- **DATA TO PROCESS**:
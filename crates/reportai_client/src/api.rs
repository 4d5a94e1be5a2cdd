use std::time::Duration;

use reqwest::header::CONTENT_TYPE;

use crate::types::{AnalysisRequest, AnalysisResponse, ApiError, FailureKind};

/// Where and how the analysis endpoint is reached.
#[derive(Debug, Clone)]
pub struct ApiSettings {
    pub base_url: String,
    pub connect_timeout: Duration,
    pub request_timeout: Duration,
}

impl Default for ApiSettings {
    fn default() -> Self {
        Self {
            base_url: "http://localhost:8000".to_string(),
            connect_timeout: Duration::from_secs(10),
            request_timeout: Duration::from_secs(30),
        }
    }
}

impl ApiSettings {
    /// Default settings, with `REPORTAI_BASE_URL` overriding the endpoint
    /// when set and non-empty.
    pub fn from_env() -> Self {
        let mut settings = Self::default();
        if let Ok(base_url) = std::env::var("REPORTAI_BASE_URL") {
            if !base_url.is_empty() {
                settings.base_url = base_url;
            }
        }
        settings
    }

    fn submit_url(&self) -> String {
        format!("{}/", self.base_url.trim_end_matches('/'))
    }

    fn report_url(&self) -> String {
        format!("{}/report", self.base_url.trim_end_matches('/'))
    }
}

#[async_trait::async_trait]
pub trait ReportApi: Send + Sync {
    /// POST the analysis request and decode the endpoint's JSON reply.
    async fn submit(&self, request: &AnalysisRequest) -> Result<AnalysisResponse, ApiError>;

    /// GET the finished report. The body is taken verbatim.
    async fn fetch_report(&self) -> Result<String, ApiError>;
}

#[derive(Debug, Clone)]
pub struct HttpReportApi {
    settings: ApiSettings,
}

impl HttpReportApi {
    pub fn new(settings: ApiSettings) -> Self {
        Self { settings }
    }

    fn build_client(&self) -> Result<reqwest::Client, ApiError> {
        reqwest::Client::builder()
            .connect_timeout(self.settings.connect_timeout)
            .timeout(self.settings.request_timeout)
            .build()
            .map_err(|err| ApiError::new(FailureKind::Network, err.to_string()))
    }
}

#[async_trait::async_trait]
impl ReportApi for HttpReportApi {
    async fn submit(&self, request: &AnalysisRequest) -> Result<AnalysisResponse, ApiError> {
        let body = serde_json::to_string(request)
            .map_err(|err| ApiError::new(FailureKind::InvalidPayload, err.to_string()))?;

        let client = self.build_client()?;
        let response = client
            .post(self.settings.submit_url())
            .header(CONTENT_TYPE, "application/json")
            .body(body)
            .send()
            .await
            .map_err(map_reqwest_error)?;

        let status = response.status();
        if !status.is_success() {
            return Err(ApiError::new(
                FailureKind::HttpStatus(status.as_u16()),
                status.to_string(),
            ));
        }

        let text = response.text().await.map_err(map_reqwest_error)?;
        serde_json::from_str(&text)
            .map_err(|err| ApiError::new(FailureKind::InvalidPayload, err.to_string()))
    }

    async fn fetch_report(&self) -> Result<String, ApiError> {
        let client = self.build_client()?;
        let response = client
            .get(self.settings.report_url())
            .send()
            .await
            .map_err(map_reqwest_error)?;

        let status = response.status();
        if !status.is_success() {
            return Err(ApiError::new(
                FailureKind::HttpStatus(status.as_u16()),
                status.to_string(),
            ));
        }

        response.text().await.map_err(map_reqwest_error)
    }
}

fn map_reqwest_error(err: reqwest::Error) -> ApiError {
    if err.is_timeout() {
        return ApiError::new(FailureKind::Timeout, err.to_string());
    }
    ApiError::new(FailureKind::Network, err.to_string())
}
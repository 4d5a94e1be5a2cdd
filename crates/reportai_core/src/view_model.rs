#[derive(Debug, Clone, PartialEq, Eq, Default)]
pub struct FormViewModel {
    pub url: String,
    pub category: String,
    pub report_preview: String,
    pub loading: bool,
    pub error: String,
}
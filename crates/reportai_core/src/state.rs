use crate::view_model::FormViewModel;

/// The one user-facing message for any failed request cycle. The structured
/// cause is written to the log only.
pub const ANALYZE_FAILED_MESSAGE: &str = "Failed to analyze the repository.";

#[derive(Debug, Clone, PartialEq, Eq, Default)]
pub struct FormState {
    url: String,
    category: String,
    report_html: String,
    report_preview: String,
    loading: bool,
    error: String,
}

impl FormState {
    pub fn new() -> Self {
        Self::default()
    }

    pub fn view(&self) -> FormViewModel {
        FormViewModel {
            url: self.url.clone(),
            category: self.category.clone(),
            report_preview: self.report_preview.clone(),
            loading: self.loading,
            error: self.error.clone(),
        }
    }

    /// The report body exactly as the server returned it. The UI never
    /// renders this; only the sanitized preview is shown.
    pub fn report_html(&self) -> &str {
        &self.report_html
    }

    pub(crate) fn url(&self) -> &str {
        &self.url
    }

    pub(crate) fn set_url(&mut self, url: String) {
        self.url = url;
    }

    pub(crate) fn set_category(&mut self, category: String) {
        self.category = category;
    }

    /// The category as it goes on the wire: `None` when empty, otherwise
    /// the verbatim string (no trimming).
    pub(crate) fn submitted_category(&self) -> Option<String> {
        if self.category.is_empty() {
            None
        } else {
            Some(self.category.clone())
        }
    }

    pub(crate) fn begin_cycle(&mut self) {
        self.error.clear();
        self.loading = true;
    }

    pub(crate) fn store_report(&mut self, html: String, preview: String) {
        self.report_html = html;
        self.report_preview = preview;
        self.loading = false;
    }

    pub(crate) fn settle_without_report(&mut self) {
        self.loading = false;
    }

    pub(crate) fn fail_cycle(&mut self) {
        self.error = ANALYZE_FAILED_MESSAGE.to_string();
        self.loading = false;
    }
}
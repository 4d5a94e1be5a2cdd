#[derive(Debug, Clone, PartialEq, Eq)]
pub enum Effect {
    /// Run one request cycle against the analysis endpoint.
    SubmitAnalysis {
        url: String,
        analysis_type: Option<String>,
    },
}
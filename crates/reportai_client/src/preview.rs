const TRUNCATED_MARKER: &str = "\n.[truncated]";
pub const MAX_PREVIEW_CONTENT: usize = 40_960;

/// Caps the display preview at `MAX_PREVIEW_CONTENT` bytes, backing off to
/// a char boundary and appending a marker when content was cut.
pub fn prepare_preview(text: &str) -> String {
    if text.len() <= MAX_PREVIEW_CONTENT {
        text.to_string()
    } else {
        let mut end = MAX_PREVIEW_CONTENT;
        while end > 0 && !text.is_char_boundary(end) {
            end -= 1;
        }
        let truncated = &text[..end];
        format!("{truncated}{TRUNCATED_MARKER}")
    }
}

#[cfg(test)]
mod tests {
    use super::{prepare_preview, MAX_PREVIEW_CONTENT};

    #[test]
    fn short_content_kept_as_is() {
        let content = "short preview";
        assert_eq!(prepare_preview(content), content);
    }

    #[test]
    fn truncated_content_appends_marker() {
        let content: String = "a".repeat(MAX_PREVIEW_CONTENT + 128);
        let preview = prepare_preview(&content);
        assert!(preview.ends_with("\n.[truncated]"));
        assert_eq!(preview.len(), MAX_PREVIEW_CONTENT + "\n.[truncated]".len());
    }

    #[test]
    fn truncation_respects_char_boundaries() {
        let content: String = "é".repeat(MAX_PREVIEW_CONTENT);
        let preview = prepare_preview(&content);
        assert!(preview.ends_with("\n.[truncated]"));
        assert!(preview.strip_suffix("\n.[truncated]").unwrap().chars().all(|c| c == 'é'));
    }
}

- **THE TASK**: Copy the whole listing once more, exactly.

- **RESPONSE TO THIS TASK**:
filename crates/reportai_client/src/api.rs
repository 4d5a94e1be5a2cdd
use std::time::Duration;

use reqwest::header::CONTENT_TYPE;

use crate::types::{AnalysisRequest, AnalysisResponse, ApiError, FailureKind};

/// Where and how the analysis endpoint is reached.
#[derive(Debug, Clone)]
pub struct ApiSettings {
    pub base_url: String,
    pub connect_timeout: Duration,
    pub request_timeout: Duration,
}

impl Default for ApiSettings {
    fn default() -> Self {
        Self {
            base_url: "http://localhost:8000".to_string(),
            connect_timeout: Duration::from_secs(10),
            request_timeout: Duration::from_secs(30),
        }
    }
}

impl ApiSettings {
    /// Default settings, with `REPORTAI_BASE_URL` overriding the endpoint
    /// when set and non-empty.
    pub fn from_env() -> Self {
        let mut settings = Self::default();
        if let Ok(base_url) = std::env::var("REPORTAI_BASE_URL") {
            if !base_url.is_empty() {
                settings.base_url = base_url;
            }
        }
        settings
    }

    fn submit_url(&self) -> String {
        format!("{}/", self.base_url.trim_end_matches('/'))
    }

    fn report_url(&self) -> String {
        format!("{}/report", self.base_url.trim_end_matches('/'))
    }
}

#[async_trait::async_trait]
pub trait ReportApi: Send + Sync {
    /// POST the analysis request and decode the endpoint's JSON reply.
    async fn submit(&self, request: &AnalysisRequest) -> Result<AnalysisResponse, ApiError>;

    /// GET the finished report. The body is taken verbatim.
    async fn fetch_report(&self) -> Result<String, ApiError>;
}

#[derive(Debug, Clone)]
pub struct HttpReportApi {
    settings: ApiSettings,
}

impl HttpReportApi {
    pub fn new(settings: ApiSettings) -> Self {
        Self { settings }
    }

    fn build_client(&self) -> Result<reqwest::Client, ApiError> {
        reqwest::Client::builder()
            .connect_timeout(self.settings.connect_timeout)
            .timeout(self.settings.request_timeout)
            .build()
            .map_err(|err| ApiError::new(FailureKind::Network, err.to_string()))
    }
}

#[async_trait::async_trait]
impl ReportApi for HttpReportApi {
    async fn submit(&self, request: &AnalysisRequest) -> Result<AnalysisResponse, ApiError> {
        let body = serde_json::to_string(request)
            .map_err(|err| ApiError::new(FailureKind::InvalidPayload, err.to_string()))?;

        let client = self.build_client()?;
        let response = client
            .post(self.settings.submit_url())
            .header(CONTENT_TYPE, "application/json")
            .body(body)
            .send()
            .await
            .map_err(map_reqwest_error)?;

        let status = response.status();
        if !status.is_success() {
            return Err(ApiError::new(
                FailureKind::HttpStatus(status.as_u16()),
                status.to_string(),
            ));
        }

        let text = response.text().await.map_err(map_reqwest_error)?;
        serde_json::from_str(&text)
            .map_err(|err| ApiError::new(FailureKind::InvalidPayload, err.to_string()))
    }

    async fn fetch_report(&self) -> Result<String, ApiError> {
        let client = self.build_client()?;
        let response = client
            .get(self.settings.report_url())
            .send()
            .await
            .map_err(map_reqwest_error)?;

        let status = response.status();
        if !status.is_success() {
            return Err(ApiError::new(
                FailureKind::HttpStatus(status.as_u16()),
                status.to_string(),
            ));
        }

        response.text().await.map_err(map_reqwest_error)
    }
}

fn map_reqwest_error(err: reqwest::Error) -> ApiError {
    if err.is_timeout() {
        return ApiError::new(FailureKind::Timeout, err.to_string());
    }
    ApiError::new(FailureKind::Network, err.to_string())
}
repository 4d5a94e1be5a2cdd
filename crates/reportai_core/src/view_model.rs
#[derive(Debug, Clone, PartialEq, Eq, Default)]
pub struct FormViewModel {
    pub url: String,
    pub category: String,
    pub report_preview: String,
    pub loading: bool,
    pub error: String,
}
filename crates/reportai_core/src/state.rs
use crate::view_model::FormViewModel;

/// The one user-facing message for any failed request cycle. The structured
/// cause is written to the log only.
pub const ANALYZE_FAILED_MESSAGE: &str = "Failed to analyze the repository.";

#[derive(Debug, Clone, PartialEq, Eq, Default)]
pub struct FormState {
    url: String,
    category: String,
    report_html: String,
    report_preview: String,
    loading: bool,
    error: String,
}

impl FormState {
    pub fn new() -> Self {
        Self::default()
    }

    pub fn view(&self) -> FormViewModel {
        FormViewModel {
            url: self.url.clone(),
            category: self.category.clone(),
            report_preview: self.report_preview.clone(),
            loading: self.loading,
            error: self.error.clone(),
        }
    }

    /// The report body exactly as the server returned it. The UI never
    /// renders this; only the sanitized preview is shown.
    pub fn report_html(&self) -> &str {
        &self.report_html
    }

    pub(crate) fn url(&self) -> &str {
        &self.url
    }

    pub(crate) fn set_url(&mut self, url: String) {
        self.url = url;
    }

    pub(crate) fn set_category(&mut self, category: String) {
        self.category = category;
    }

    /// The category as it goes on the wire: `None` when empty, otherwise
    /// the verbatim string (no trimming).
    pub(crate) fn submitted_category(&self) -> Option<String> {
        if self.category.is_empty() {
            None
        } else {
            Some(self.category.clone())
        }
    }

    pub(crate) fn begin_cycle(&mut self) {
        self.error.clear();
        self.loading = true;
    }

    pub(crate) fn store_report(&mut self, html: String, preview: String) {
        self.report_html = html;
        self.report_preview = preview;
        self.loading = false;
    }

    pub(crate) fn settle_without_report(&mut self) {
        self.loading = false;
    }

    pub(crate) fn fail_cycle(&mut self) {
        self.error = ANALYZE_FAILED_MESSAGE.to_string();
        self.loading = false;
    }
}
repository 4d5a94e1be5a2cdd
#[derive(Debug, Clone, PartialEq, Eq)]
pub enum Effect {
    /// Run one request cycle against the analysis endpoint.
    SubmitAnalysis {
        url: String,
        analysis_type: Option<String>,
    },
}
filename crates/reportai_client/src/preview.rs
const TRUNCATED_MARKER: &str = "\n.[truncated]";
pub const MAX_PREVIEW_CONTENT: usize = 40_960;

/// Caps the display preview at `MAX_PREVIEW_CONTENT` bytes, backing off to
/// a char boundary and appending a marker when content was cut.
pub fn prepare_preview(text: &str) -> String {
    if text.len() <= MAX_PREVIEW_CONTENT {
        text.to_string()
    } else {
        let mut end = MAX_PREVIEW_CONTENT;
        while end > 0 && !text.is_char_boundary(end) {
            end -= 1;
        }
        let truncated = &text[..end];
        format!("{truncated}{TRUNCATED_MARKER}")
    }
}

#[cfg(test)]
mod tests {
    use super::{prepare_preview, MAX_PREVIEW_CONTENT};

    #[test]
    fn short_content_kept_as_is() {
        let content = "short preview";
        assert_eq!(prepare_preview(content), content);
    }

    #[test]
    fn truncated_content_appends_marker() {
        let content: String = "a".repeat(MAX_PREVIEW_CONTENT + 128);
        let preview = prepare_preview(&content);
        assert!(preview.ends_with("\n.[truncated]"));
        assert_eq!(preview.len(), MAX_PREVIEW_CONTENT + "\n.[truncated]".len());
    }

    #[test]
    fn truncation_respects_char_boundaries() {
        let content: String = "é".repeat(MAX_PREVIEW_CONTENT);
        let preview = prepare_preview(&content);
        assert!(preview.ends_with("\n.[truncated]"));
        assert!(preview.strip_suffix("\n.[truncated]").unwrap().chars().all(|c| c == 'é'));
    }
}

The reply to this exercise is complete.